*EXERCISE DESCRIPTION*: Beneath this instruction is a block of data; output from it exactly the lines that run from the one containing "if data.len() <" through the one containing "let hidden = config.hidden_dim;", inclusive.

*SOURCE MATERIAL*:
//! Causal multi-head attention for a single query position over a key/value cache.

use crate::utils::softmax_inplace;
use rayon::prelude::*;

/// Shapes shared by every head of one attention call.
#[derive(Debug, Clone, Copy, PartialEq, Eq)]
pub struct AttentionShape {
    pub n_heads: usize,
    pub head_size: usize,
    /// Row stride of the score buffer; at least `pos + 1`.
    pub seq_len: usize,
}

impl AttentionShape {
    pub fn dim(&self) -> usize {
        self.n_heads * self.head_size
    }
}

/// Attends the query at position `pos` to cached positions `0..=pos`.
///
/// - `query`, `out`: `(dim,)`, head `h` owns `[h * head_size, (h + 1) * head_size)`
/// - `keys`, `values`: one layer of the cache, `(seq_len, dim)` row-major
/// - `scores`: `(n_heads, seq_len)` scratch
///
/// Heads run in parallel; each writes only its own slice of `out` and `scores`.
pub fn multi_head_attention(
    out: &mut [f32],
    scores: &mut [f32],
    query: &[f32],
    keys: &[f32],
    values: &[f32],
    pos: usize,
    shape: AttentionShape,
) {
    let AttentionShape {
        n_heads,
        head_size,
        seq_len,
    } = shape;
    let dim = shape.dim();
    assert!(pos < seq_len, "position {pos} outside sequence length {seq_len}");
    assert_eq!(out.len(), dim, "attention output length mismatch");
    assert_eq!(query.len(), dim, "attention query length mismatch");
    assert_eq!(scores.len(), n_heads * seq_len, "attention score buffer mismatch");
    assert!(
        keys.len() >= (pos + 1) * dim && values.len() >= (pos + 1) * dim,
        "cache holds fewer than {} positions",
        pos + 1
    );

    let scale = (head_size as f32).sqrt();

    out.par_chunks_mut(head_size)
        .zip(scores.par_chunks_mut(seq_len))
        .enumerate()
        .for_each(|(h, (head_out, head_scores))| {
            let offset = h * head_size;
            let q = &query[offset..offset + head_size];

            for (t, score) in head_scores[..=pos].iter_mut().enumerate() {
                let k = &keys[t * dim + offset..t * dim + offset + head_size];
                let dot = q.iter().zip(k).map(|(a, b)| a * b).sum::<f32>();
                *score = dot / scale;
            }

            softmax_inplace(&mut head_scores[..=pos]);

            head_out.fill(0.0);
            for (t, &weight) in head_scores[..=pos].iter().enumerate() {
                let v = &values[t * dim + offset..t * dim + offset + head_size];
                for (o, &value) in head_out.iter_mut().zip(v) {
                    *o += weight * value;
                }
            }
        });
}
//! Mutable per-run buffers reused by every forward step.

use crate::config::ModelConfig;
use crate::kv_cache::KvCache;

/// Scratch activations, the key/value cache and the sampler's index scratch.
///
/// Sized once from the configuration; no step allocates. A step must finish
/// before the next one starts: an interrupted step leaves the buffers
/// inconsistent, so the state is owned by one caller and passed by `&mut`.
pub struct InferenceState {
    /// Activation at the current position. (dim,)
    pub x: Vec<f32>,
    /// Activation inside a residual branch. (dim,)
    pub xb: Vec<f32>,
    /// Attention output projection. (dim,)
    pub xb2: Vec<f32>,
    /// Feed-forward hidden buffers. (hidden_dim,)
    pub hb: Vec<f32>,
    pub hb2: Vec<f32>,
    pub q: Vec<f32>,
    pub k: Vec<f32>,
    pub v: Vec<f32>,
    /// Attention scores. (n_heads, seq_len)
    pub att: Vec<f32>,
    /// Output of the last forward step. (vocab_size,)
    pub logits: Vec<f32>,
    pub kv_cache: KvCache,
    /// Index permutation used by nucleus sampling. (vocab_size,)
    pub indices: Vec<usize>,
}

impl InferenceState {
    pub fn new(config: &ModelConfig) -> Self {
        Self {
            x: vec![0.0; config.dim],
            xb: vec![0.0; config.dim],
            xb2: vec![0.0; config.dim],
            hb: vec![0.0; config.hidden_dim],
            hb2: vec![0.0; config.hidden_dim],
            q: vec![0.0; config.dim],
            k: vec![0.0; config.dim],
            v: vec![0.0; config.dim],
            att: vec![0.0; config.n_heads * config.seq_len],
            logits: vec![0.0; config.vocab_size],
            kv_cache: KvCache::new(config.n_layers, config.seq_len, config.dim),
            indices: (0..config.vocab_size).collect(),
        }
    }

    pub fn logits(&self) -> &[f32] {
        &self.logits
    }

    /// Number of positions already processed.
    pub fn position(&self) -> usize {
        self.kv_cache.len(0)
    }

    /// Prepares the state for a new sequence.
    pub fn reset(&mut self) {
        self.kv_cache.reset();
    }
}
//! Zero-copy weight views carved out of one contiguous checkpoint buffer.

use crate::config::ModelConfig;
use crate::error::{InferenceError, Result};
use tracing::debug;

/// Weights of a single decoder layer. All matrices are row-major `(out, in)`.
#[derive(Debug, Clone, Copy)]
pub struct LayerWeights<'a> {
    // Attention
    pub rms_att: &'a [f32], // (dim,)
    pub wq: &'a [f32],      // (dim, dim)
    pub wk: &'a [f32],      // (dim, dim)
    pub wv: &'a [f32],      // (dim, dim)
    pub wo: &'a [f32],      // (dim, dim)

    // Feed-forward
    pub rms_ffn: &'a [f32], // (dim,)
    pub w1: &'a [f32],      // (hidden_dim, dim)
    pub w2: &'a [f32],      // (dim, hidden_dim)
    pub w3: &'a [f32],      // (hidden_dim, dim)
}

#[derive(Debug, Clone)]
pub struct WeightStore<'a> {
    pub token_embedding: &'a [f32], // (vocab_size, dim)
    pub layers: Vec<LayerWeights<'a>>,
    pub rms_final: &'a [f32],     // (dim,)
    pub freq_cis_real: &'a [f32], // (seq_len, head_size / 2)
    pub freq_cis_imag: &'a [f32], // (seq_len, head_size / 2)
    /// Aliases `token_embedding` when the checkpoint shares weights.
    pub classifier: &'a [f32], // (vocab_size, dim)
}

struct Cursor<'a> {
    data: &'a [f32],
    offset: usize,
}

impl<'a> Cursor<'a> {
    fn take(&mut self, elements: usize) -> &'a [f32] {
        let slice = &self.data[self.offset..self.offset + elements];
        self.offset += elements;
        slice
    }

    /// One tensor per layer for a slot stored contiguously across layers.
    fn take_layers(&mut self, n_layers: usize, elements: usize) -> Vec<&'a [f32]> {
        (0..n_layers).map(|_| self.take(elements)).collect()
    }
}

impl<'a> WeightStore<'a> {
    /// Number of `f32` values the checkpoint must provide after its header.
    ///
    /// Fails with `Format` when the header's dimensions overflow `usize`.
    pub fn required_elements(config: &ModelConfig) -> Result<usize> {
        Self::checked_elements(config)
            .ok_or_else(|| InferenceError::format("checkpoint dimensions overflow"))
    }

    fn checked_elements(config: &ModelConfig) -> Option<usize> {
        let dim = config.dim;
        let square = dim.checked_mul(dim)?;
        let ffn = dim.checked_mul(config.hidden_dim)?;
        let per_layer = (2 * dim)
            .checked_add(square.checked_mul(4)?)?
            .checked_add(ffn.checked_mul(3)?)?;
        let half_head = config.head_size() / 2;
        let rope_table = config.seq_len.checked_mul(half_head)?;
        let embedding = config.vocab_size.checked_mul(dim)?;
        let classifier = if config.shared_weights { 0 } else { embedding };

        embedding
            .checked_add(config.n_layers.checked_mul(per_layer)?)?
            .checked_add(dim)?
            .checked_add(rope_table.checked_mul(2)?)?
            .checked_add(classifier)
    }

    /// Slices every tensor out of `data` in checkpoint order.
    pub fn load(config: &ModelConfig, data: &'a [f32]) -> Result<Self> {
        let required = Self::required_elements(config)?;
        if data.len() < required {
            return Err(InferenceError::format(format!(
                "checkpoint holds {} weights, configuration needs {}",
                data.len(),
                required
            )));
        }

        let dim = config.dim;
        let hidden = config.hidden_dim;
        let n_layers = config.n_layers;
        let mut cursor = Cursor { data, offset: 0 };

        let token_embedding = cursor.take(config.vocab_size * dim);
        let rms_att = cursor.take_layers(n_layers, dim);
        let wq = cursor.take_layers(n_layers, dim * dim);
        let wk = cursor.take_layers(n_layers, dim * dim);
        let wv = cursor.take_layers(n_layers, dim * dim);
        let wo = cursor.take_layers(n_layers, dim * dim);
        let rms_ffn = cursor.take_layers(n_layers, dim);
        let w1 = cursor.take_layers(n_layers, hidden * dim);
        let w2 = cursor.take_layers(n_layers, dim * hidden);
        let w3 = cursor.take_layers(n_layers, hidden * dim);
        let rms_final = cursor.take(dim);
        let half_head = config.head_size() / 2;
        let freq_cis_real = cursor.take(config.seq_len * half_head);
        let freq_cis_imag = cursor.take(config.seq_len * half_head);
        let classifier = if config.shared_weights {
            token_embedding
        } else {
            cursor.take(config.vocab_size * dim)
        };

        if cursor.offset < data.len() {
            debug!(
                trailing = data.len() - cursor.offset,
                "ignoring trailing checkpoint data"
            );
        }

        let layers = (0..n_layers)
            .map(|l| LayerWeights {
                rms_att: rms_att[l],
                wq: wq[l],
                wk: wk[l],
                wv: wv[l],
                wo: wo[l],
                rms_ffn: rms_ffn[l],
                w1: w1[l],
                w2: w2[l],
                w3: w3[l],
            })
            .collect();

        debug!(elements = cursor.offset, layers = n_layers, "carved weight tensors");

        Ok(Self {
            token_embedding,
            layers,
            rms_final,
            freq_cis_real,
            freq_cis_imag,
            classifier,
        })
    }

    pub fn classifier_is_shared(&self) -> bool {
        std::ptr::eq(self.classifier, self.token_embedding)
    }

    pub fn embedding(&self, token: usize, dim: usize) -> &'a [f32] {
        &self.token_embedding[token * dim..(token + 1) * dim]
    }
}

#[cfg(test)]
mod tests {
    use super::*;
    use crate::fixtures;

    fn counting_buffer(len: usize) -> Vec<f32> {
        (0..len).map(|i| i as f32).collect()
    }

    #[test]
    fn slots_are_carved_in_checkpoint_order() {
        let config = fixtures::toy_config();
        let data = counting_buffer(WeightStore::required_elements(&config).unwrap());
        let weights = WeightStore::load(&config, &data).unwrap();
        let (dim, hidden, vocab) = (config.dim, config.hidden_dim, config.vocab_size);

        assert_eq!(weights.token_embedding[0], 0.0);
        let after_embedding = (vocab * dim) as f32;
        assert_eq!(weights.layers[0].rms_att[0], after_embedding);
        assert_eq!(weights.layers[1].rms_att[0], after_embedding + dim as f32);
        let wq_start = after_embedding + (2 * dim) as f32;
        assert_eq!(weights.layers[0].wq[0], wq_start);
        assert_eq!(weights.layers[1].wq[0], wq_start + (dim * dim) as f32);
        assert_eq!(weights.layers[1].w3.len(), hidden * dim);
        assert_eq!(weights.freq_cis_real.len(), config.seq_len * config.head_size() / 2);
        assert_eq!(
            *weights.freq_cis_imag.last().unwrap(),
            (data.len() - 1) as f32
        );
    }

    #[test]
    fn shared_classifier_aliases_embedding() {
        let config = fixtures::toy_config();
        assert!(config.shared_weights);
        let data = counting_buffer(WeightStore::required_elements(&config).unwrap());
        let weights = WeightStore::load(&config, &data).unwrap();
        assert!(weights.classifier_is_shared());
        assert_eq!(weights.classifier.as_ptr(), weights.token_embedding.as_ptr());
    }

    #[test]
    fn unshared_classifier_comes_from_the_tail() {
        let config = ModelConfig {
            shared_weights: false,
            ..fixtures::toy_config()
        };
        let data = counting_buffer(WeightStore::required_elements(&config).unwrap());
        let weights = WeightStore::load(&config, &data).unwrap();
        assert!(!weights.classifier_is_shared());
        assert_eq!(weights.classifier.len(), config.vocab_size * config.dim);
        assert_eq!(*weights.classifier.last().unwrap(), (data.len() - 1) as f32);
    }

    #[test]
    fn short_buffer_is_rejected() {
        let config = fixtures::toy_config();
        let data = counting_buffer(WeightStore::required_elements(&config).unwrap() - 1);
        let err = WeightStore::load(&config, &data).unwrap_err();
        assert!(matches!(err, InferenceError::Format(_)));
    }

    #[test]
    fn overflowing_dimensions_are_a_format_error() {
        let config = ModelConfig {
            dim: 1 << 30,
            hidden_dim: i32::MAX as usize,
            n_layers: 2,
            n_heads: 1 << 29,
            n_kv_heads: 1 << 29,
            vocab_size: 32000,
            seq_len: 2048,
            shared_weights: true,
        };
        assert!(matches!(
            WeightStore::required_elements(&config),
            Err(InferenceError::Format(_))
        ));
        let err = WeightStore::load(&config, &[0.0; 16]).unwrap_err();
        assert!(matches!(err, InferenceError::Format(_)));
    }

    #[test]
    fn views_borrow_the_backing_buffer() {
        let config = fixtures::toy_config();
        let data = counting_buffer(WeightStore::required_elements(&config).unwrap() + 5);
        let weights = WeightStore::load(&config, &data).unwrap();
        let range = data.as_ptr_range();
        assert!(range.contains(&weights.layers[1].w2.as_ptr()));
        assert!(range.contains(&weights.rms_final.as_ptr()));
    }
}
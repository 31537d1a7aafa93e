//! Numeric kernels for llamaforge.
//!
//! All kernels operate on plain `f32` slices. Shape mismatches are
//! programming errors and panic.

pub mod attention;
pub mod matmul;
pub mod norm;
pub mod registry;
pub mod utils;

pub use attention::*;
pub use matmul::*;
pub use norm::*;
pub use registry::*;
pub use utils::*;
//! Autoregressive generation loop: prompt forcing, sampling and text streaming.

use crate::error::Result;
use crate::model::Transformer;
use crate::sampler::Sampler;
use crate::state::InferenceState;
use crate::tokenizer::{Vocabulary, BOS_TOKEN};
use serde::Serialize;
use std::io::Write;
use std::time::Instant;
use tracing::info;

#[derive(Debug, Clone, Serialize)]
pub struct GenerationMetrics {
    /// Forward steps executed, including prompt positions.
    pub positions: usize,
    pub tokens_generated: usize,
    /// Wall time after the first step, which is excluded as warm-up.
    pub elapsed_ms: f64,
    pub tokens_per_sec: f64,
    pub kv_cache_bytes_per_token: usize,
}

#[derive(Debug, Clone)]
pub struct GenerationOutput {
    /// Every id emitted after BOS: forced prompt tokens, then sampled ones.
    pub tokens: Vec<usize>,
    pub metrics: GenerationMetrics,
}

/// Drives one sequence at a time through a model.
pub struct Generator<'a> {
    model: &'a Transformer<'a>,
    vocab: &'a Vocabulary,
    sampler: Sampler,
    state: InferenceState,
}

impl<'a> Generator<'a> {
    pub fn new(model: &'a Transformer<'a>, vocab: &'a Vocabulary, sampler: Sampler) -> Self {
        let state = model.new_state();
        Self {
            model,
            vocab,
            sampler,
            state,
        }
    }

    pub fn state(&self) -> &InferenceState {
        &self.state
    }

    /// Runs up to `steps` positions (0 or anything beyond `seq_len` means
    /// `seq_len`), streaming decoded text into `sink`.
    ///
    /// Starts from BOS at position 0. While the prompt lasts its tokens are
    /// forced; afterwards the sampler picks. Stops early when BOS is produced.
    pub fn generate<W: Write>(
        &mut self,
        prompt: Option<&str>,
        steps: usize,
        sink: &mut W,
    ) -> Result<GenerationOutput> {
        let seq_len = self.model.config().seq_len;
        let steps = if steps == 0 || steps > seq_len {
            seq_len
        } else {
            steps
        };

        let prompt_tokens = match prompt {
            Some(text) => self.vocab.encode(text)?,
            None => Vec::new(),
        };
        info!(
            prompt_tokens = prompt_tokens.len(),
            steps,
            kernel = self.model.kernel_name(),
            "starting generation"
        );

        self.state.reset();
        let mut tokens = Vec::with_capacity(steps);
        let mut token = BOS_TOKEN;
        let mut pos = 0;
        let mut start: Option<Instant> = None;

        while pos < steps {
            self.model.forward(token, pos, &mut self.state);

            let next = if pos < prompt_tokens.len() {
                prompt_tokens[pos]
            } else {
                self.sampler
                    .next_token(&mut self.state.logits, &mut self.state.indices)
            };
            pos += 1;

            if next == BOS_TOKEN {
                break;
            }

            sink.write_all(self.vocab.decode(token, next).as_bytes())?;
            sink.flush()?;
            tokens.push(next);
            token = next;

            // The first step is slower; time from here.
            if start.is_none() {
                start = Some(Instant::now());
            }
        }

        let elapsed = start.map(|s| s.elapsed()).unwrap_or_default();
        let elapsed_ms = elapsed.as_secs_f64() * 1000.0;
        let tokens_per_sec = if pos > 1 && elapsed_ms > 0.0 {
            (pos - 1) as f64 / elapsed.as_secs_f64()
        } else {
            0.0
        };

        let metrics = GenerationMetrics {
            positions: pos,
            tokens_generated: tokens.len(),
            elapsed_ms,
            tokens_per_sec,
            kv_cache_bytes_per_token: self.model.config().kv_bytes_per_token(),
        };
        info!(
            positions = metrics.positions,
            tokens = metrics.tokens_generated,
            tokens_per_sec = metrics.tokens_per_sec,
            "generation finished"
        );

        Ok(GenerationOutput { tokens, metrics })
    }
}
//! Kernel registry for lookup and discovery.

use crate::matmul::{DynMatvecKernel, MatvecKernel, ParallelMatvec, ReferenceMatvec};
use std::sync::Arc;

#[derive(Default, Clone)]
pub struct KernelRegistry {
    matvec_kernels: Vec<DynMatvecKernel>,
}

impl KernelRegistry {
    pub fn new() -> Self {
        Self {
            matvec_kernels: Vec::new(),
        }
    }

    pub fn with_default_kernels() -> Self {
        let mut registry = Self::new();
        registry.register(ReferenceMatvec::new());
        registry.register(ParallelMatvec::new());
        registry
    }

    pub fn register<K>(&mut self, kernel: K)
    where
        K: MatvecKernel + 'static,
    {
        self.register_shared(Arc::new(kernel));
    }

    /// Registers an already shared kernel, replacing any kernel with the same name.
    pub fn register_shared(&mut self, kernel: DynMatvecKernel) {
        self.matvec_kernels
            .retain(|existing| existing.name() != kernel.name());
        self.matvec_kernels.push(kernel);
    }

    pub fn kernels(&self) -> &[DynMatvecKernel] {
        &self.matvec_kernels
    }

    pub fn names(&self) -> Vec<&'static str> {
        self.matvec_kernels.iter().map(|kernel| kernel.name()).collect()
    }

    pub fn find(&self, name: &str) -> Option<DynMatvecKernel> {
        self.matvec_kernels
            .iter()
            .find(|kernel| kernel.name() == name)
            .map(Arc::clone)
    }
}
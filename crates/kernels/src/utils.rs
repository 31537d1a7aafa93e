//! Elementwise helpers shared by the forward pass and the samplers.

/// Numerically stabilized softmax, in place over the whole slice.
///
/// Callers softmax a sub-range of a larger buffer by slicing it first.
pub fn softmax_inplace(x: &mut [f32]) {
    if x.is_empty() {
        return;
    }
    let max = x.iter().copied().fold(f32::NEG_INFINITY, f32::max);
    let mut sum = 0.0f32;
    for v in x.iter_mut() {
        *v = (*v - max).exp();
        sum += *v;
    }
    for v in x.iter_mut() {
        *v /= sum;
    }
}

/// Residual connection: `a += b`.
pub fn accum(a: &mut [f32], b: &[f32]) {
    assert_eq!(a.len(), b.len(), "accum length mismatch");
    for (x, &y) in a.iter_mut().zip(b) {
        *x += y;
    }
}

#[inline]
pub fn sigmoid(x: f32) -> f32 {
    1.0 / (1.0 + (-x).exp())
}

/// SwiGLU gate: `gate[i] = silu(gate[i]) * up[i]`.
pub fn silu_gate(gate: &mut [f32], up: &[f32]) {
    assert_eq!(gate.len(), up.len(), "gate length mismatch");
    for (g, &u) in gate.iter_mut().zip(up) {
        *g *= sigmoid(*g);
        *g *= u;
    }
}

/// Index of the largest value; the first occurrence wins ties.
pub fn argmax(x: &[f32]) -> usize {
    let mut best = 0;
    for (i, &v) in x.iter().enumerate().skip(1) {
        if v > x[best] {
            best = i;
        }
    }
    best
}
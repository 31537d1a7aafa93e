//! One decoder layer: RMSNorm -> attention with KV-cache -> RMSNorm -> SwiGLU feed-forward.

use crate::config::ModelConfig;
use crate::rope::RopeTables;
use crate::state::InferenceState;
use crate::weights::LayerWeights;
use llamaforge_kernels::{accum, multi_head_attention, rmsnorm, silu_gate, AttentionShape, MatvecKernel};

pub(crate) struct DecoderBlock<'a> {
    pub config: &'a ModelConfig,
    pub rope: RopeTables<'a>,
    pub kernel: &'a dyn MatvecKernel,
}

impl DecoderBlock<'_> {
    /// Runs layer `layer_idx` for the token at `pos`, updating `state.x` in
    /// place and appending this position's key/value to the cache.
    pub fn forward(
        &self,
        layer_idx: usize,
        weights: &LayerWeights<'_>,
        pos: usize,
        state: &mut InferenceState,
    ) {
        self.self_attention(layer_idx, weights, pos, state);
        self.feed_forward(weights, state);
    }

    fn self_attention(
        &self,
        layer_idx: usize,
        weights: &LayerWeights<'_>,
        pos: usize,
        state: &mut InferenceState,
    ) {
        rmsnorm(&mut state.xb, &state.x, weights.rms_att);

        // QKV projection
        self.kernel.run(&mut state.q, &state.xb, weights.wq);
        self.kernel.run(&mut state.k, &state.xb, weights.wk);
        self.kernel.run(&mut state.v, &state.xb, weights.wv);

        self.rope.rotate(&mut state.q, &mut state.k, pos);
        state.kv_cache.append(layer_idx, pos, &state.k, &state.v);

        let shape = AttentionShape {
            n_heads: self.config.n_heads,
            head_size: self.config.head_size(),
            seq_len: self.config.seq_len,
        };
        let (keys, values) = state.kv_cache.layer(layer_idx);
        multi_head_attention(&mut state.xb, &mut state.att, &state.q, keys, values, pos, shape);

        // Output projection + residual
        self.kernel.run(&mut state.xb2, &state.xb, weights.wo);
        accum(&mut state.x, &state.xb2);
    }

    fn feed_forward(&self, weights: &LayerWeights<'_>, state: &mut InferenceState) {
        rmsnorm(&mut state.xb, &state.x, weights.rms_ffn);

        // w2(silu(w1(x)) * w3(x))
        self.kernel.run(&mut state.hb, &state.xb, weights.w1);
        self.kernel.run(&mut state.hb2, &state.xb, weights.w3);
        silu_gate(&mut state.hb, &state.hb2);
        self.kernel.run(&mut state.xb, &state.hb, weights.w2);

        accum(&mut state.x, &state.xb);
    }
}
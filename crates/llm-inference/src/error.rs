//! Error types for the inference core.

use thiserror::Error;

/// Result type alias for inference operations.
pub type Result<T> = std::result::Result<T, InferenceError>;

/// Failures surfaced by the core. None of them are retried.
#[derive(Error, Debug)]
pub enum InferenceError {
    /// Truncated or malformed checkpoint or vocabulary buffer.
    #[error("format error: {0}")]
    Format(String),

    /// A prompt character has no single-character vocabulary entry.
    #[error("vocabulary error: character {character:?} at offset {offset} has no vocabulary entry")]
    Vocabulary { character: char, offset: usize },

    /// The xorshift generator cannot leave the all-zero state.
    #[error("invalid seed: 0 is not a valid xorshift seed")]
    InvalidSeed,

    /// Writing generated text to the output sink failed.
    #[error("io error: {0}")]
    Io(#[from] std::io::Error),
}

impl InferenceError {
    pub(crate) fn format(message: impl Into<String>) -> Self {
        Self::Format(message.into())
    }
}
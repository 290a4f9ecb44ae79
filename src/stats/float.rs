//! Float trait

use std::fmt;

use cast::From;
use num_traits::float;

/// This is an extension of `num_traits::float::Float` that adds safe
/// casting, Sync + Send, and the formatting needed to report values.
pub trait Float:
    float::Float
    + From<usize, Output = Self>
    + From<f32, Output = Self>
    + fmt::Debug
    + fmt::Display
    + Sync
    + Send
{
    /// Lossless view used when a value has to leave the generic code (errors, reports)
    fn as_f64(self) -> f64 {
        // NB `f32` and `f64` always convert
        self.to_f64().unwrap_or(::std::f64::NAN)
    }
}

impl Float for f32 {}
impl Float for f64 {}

*TASK RESPONSE*:
        if data.len() < required {
            return Err(InferenceError::format(format!(
                "checkpoint holds {} weights, configuration needs {}",
                data.len(),
                required
            )));
        }

        let dim = config.dim;
        let hidden = config.hidden_dim;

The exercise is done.